What you will do:
Return the data below, unchanged.

Data items:
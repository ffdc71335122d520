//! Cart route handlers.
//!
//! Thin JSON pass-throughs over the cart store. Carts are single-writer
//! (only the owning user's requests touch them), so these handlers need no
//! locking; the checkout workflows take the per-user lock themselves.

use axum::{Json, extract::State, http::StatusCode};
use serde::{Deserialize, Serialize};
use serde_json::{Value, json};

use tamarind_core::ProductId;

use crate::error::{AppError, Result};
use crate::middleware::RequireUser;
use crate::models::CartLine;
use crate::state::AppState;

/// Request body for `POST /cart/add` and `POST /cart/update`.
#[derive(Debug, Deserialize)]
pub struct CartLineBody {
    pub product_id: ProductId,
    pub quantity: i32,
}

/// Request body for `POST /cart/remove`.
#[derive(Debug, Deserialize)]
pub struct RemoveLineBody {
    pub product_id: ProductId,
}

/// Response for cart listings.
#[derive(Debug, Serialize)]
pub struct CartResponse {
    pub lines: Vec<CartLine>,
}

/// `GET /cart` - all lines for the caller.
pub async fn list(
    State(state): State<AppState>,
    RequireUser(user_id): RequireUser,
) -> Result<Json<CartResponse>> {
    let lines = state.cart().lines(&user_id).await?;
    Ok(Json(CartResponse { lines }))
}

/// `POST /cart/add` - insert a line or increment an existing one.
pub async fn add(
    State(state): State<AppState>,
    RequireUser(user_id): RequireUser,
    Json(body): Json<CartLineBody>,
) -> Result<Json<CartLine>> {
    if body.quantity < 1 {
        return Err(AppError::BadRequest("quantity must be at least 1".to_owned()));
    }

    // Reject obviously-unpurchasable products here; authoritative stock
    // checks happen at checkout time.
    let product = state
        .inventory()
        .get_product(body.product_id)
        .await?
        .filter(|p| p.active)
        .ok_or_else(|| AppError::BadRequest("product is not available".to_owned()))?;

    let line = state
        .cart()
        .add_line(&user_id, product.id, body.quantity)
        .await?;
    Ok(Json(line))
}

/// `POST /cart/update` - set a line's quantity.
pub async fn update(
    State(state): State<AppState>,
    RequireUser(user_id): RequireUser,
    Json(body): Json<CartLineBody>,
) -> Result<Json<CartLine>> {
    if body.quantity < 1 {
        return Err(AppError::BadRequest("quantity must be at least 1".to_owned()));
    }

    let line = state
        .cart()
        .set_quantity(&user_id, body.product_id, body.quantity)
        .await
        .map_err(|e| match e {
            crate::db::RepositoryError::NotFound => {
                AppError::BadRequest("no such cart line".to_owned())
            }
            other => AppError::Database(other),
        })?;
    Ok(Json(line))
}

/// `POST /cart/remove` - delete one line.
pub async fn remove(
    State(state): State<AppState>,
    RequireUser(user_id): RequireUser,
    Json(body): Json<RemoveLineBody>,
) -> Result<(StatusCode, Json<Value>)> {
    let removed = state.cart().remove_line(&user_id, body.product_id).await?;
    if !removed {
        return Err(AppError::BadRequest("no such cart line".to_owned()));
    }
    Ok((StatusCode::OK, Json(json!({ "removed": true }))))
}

Task solution:
repository ffdc71335122d520
//! Cart route handlers.
//!
//! Thin JSON pass-throughs over the cart store. Carts are single-writer
//! (only the owning user's requests touch them), so these handlers need no
//! locking; the checkout workflows take the per-user lock themselves.

use axum::{Json, extract::State, http::StatusCode};
use serde::{Deserialize, Serialize};
use serde_json::{Value, json};

use tamarind_core::ProductId;

use crate::error::{AppError, Result};
use crate::middleware::RequireUser;
use crate::models::CartLine;
use crate::state::AppState;

/// Request body for `POST /cart/add` and `POST /cart/update`.
#[derive(Debug, Deserialize)]
pub struct CartLineBody {
    pub product_id: ProductId,
    pub quantity: i32,
}

/// Request body for `POST /cart/remove`.
#[derive(Debug, Deserialize)]
pub struct RemoveLineBody {
    pub product_id: ProductId,
}

/// Response for cart listings.
#[derive(Debug, Serialize)]
pub struct CartResponse {
    pub lines: Vec<CartLine>,
}

/// `GET /cart` - all lines for the caller.
pub async fn list(
    State(state): State<AppState>,
    RequireUser(user_id): RequireUser,
) -> Result<Json<CartResponse>> {
    let lines = state.cart().lines(&user_id).await?;
    Ok(Json(CartResponse { lines }))
}

/// `POST /cart/add` - insert a line or increment an existing one.
pub async fn add(
    State(state): State<AppState>,
    RequireUser(user_id): RequireUser,
    Json(body): Json<CartLineBody>,
) -> Result<Json<CartLine>> {
    if body.quantity < 1 {
        return Err(AppError::BadRequest("quantity must be at least 1".to_owned()));
    }

    // Reject obviously-unpurchasable products here; authoritative stock
    // checks happen at checkout time.
    let product = state
        .inventory()
        .get_product(body.product_id)
        .await?
        .filter(|p| p.active)
        .ok_or_else(|| AppError::BadRequest("product is not available".to_owned()))?;

    let line = state
        .cart()
        .add_line(&user_id, product.id, body.quantity)
        .await?;
    Ok(Json(line))
}

/// `POST /cart/update` - set a line's quantity.
pub async fn update(
    State(state): State<AppState>,
    RequireUser(user_id): RequireUser,
    Json(body): Json<CartLineBody>,
) -> Result<Json<CartLine>> {
    if body.quantity < 1 {
        return Err(AppError::BadRequest("quantity must be at least 1".to_owned()));
    }

    let line = state
        .cart()
        .set_quantity(&user_id, body.product_id, body.quantity)
        .await
        .map_err(|e| match e {
            crate::db::RepositoryError::NotFound => {
                AppError::BadRequest("no such cart line".to_owned())
            }
            other => AppError::Database(other),
        })?;
    Ok(Json(line))
}

/// `POST /cart/remove` - delete one line.
pub async fn remove(
    State(state): State<AppState>,
    RequireUser(user_id): RequireUser,
    Json(body): Json<RemoveLineBody>,
) -> Result<(StatusCode, Json<Value>)> {
    let removed = state.cart().remove_line(&user_id, body.product_id).await?;
    if !removed {
        return Err(AppError::BadRequest("no such cart line".to_owned()));
    }
    Ok((StatusCode::OK, Json(json!({ "removed": true }))))
}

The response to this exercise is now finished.